Die Arbeitslose, ihr Frosch, und wir mittendrin
„Der Winter tut den Fischen gut“im Pop-up-Theater für 25 Zuschauer: eindringlich und witzig.
Will man an den vielen Theaterinnovationen, die derzeit in Wien passieren, zwei zentrale Gemeinsamkeiten feststellen, dann wären es wohl diese: Die vierte Wand wird, wenn nicht eingerissen, dann zumindest angebohrt, und die Orte, an denen das geschieht, müssen nicht klassische Bühnengebäude sein. Das gilt für das beliebte Partizipationsspiel von Nesterval, jener Performancekompanie, die etwa in einem leerstehenden Kloster in Favoriten Motive aus Faust und Dirty Dancing zu einem fulminanten Abenteuer verwebte.

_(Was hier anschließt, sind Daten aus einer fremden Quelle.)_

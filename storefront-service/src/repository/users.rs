//! User storage over Postgres

use sqlx::PgPool;
use uuid::Uuid;

use super::error::{RepositoryError, RepositoryOperation, RepositoryResult};
use super::PageSource;
use crate::listing::{EntityKind, Page, PageRequest, PageStats};
use crate::models::{CreateUser, UpdateUser, UserRow};

const COLUMNS: &str =
    "id, name, email, password, gender, about, image, created_by, updated_by, created_at, updated_at";

/// Repository for the users table
#[derive(Clone)]
pub struct UserRepository {
    pool: PgPool,
}

impl UserRepository {
    pub fn new(pool: PgPool) -> Self {
        Self { pool }
    }

    pub async fn create(&self, input: &CreateUser) -> RepositoryResult<UserRow> {
        let id = Uuid::new_v4().to_string();
        let sql = format!(
            "INSERT INTO users (id, name, email, password, gender, about) \
             VALUES ($1, $2, $3, $4, $5, $6) RETURNING {COLUMNS}"
        );
        sqlx::query_as::<_, UserRow>(&sql)
            .bind(&id)
            .bind(&input.name)
            .bind(&input.email)
            .bind(&input.password)
            .bind(&input.gender)
            .bind(&input.about)
            .fetch_one(&self.pool)
            .await
            .map_err(|e| RepositoryError::from(e).with_operation(RepositoryOperation::Create))
    }

    pub async fn update(&self, id: &str, input: &UpdateUser) -> RepositoryResult<UserRow> {
        let sql = format!(
            "UPDATE users SET name = $2, email = $3, password = $4, gender = $5, \
             about = $6, updated_at = NOW() WHERE id = $1 RETURNING {COLUMNS}"
        );
        sqlx::query_as::<_, UserRow>(&sql)
            .bind(id)
            .bind(&input.name)
            .bind(&input.email)
            .bind(&input.password)
            .bind(&input.gender)
            .bind(&input.about)
            .fetch_optional(&self.pool)
            .await
            .map_err(|e| RepositoryError::from(e).with_operation(RepositoryOperation::Update))?
            .ok_or_else(|| {
                RepositoryError::not_found("user", id).with_operation(RepositoryOperation::Update)
            })
    }

    pub async fn delete(&self, id: &str) -> RepositoryResult<()> {
        let result = sqlx::query("DELETE FROM users WHERE id = $1")
            .bind(id)
            .execute(&self.pool)
            .await
            .map_err(|e| RepositoryError::from(e).with_operation(RepositoryOperation::Delete))?;

        if result.rows_affected() == 0 {
            return Err(
                RepositoryError::not_found("user", id).with_operation(RepositoryOperation::Delete)
            );
        }
        Ok(())
    }

    pub async fn find_by_id(&self, id: &str) -> RepositoryResult<UserRow> {
        let sql = format!("SELECT {COLUMNS} FROM users WHERE id = $1");
        sqlx::query_as::<_, UserRow>(&sql)
            .bind(id)
            .fetch_optional(&self.pool)
            .await
            .map_err(RepositoryError::from)?
            .ok_or_else(|| RepositoryError::not_found("user", id))
    }

    pub async fn find_by_email(&self, email: &str) -> RepositoryResult<UserRow> {
        let sql = format!("SELECT {COLUMNS} FROM users WHERE email = $1");
        sqlx::query_as::<_, UserRow>(&sql)
            .bind(email)
            .fetch_optional(&self.pool)
            .await
            .map_err(RepositoryError::from)?
            .ok_or_else(|| RepositoryError::not_found("user", email))
    }

    /// Record the stored image file name for a user
    pub async fn set_image(&self, id: &str, file_name: &str) -> RepositoryResult<UserRow> {
        let sql = format!(
            "UPDATE users SET image = $2, updated_at = NOW() WHERE id = $1 RETURNING {COLUMNS}"
        );
        sqlx::query_as::<_, UserRow>(&sql)
            .bind(id)
            .bind(file_name)
            .fetch_optional(&self.pool)
            .await
            .map_err(|e| RepositoryError::from(e).with_operation(RepositoryOperation::Update))?
            .ok_or_else(|| {
                RepositoryError::not_found("user", id).with_operation(RepositoryOperation::Update)
            })
    }
}

impl PageSource for UserRepository {
    type Record = UserRow;

    fn kind(&self) -> EntityKind {
        EntityKind::User
    }

    fn sort_column(&self, field: &str) -> Option<&'static str> {
        sort_column(field)
    }

    async fn fetch_page(
        &self,
        column: &'static str,
        request: &PageRequest,
    ) -> RepositoryResult<Page<UserRow>> {
        let total: i64 = sqlx::query_scalar("SELECT COUNT(*) FROM users")
            .fetch_one(&self.pool)
            .await
            .map_err(|e| RepositoryError::from(e).with_operation(RepositoryOperation::Count))?;

        // column is whitelisted, never raw caller input
        let sql = format!(
            "SELECT {COLUMNS} FROM users ORDER BY {column} {dir} LIMIT $1 OFFSET $2",
            dir = request.direction.as_sql(),
        );
        let items = sqlx::query_as::<_, UserRow>(&sql)
            .bind(request.page_size)
            .bind(request.offset())
            .fetch_all(&self.pool)
            .await
            .map_err(|e| RepositoryError::from(e).with_operation(RepositoryOperation::FindPage))?;

        Ok(Page::new(items, PageStats::new(total, request)))
    }

    async fn fetch_page_by_keyword(
        &self,
        keyword: &str,
        column: &'static str,
        request: &PageRequest,
    ) -> RepositoryResult<Page<UserRow>> {
        let pattern = super::like_pattern(keyword);

        let total: i64 =
            sqlx::query_scalar("SELECT COUNT(*) FROM users WHERE name LIKE $1 ESCAPE '\\'")
                .bind(&pattern)
                .fetch_one(&self.pool)
                .await
                .map_err(|e| RepositoryError::from(e).with_operation(RepositoryOperation::Count))?;

        let sql = format!(
            "SELECT {COLUMNS} FROM users WHERE name LIKE $1 ESCAPE '\\' \
             ORDER BY {column} {dir} LIMIT $2 OFFSET $3",
            dir = request.direction.as_sql(),
        );
        let items = sqlx::query_as::<_, UserRow>(&sql)
            .bind(&pattern)
            .bind(request.page_size)
            .bind(request.offset())
            .fetch_all(&self.pool)
            .await
            .map_err(|e| RepositoryError::from(e).with_operation(RepositoryOperation::FindPage))?;

        Ok(Page::new(items, PageStats::new(total, request)))
    }
}

/// Sortable column whitelist for users
fn sort_column(field: &str) -> Option<&'static str> {
    match field {
        "id" => Some("id"),
        "name" => Some("name"),
        "email" => Some("email"),
        "gender" => Some("gender"),
        "createdAt" | "created_at" => Some("created_at"),
        "updatedAt" | "updated_at" => Some("updated_at"),
        _ => None,
    }
}

#[cfg(test)]
mod tests {
    use super::*;

    #[test]
    fn test_sort_column_whitelist() {
        assert_eq!(sort_column("name"), Some("name"));
        assert_eq!(sort_column("email"), Some("email"));
        assert_eq!(sort_column("createdAt"), Some("created_at"));
        assert_eq!(sort_column("doesNotExist"), None);
        // no way to smuggle SQL through the sort field
        assert_eq!(sort_column("name; DROP TABLE users"), None);
    }
}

Das gilt auch für Theaterprojekte wie Volker Schmidts New Space Company oder Veronika Glatzners Verein Tempora, die gutes zeitgenössisches Theater in ungenutzte Leerstände bringen und das Publikum nicht von unten, sondern von mittendrin teilhaben lassen.
Nach einem ähnlichen Prinzip funktionierte auch das erste Projekt des neu gegründeten Theater IG Fokus: Margit Mezgolich inszenierte in einem ehemaligen Parkett-Geschäft in der Hütteldorfer Straße, das zu einer Retro-Boutique umgestaltet wurde, Anna Weidenholzers Roman „Der Winter tut den Fischen gut“. Exklusiver kann Theater kaum sein: Nur rund 25 Zuschauer tummeln sich auf Hockern und Sesseln – und lassen sich von den freundlichen Darstellern (Petra Strasser, Elisabeth Veit, John F. Kutil) immer wieder umplatzieren, während aus dem Raum eine Wohnung, eine Bar, ein seelenloses AMS-Center werden. Erzählt wird – fragmentarisch und im Rückwärtsgang – das Leben der einsamen Durchschnittsfrau Maria, die mit 52 Jahren ihren Job verliert und daran zerbricht.
Als Publikum fühlt man sich ungewohnt exponiert, wo es keine trennenden Lichtverhältnisse, keine klare Unterscheidung zwischen Schauspiel und Ansprache gibt – und wird umso mehr in die Szenen hineingezogen. Man versteht, wie aus einer jungen, „Love Me Tender“trällernden Verliebten eine verschlossene Witwe wird, die Beziehungen zu allen bis auf ihren Frosch Otto abgebrochen hat und auf der Straße jedem bekannten Gesicht ausweicht: Es könnte ja fragen wollen, ob sie endlich eine Arbeit gefunden hat. „Maria möchte ihr Gesicht verbergen, aber sie weiß nicht, wohin damit“, sagt die Erzählerstimme, die die Darsteller zwischen Rollentauschmanövern immer wieder einnehmen. Demütigende AMS-Betreuer, eine kaffeesudlesende Nachbarin, ein Ehemann im Elvis-Kostüm und allerlei Fantasien: All das verbindet sich in der geschickten Inszenierung zu einer tragikomischen Collage. Nur zu schade, dass das nicht mehr Leute sehen können!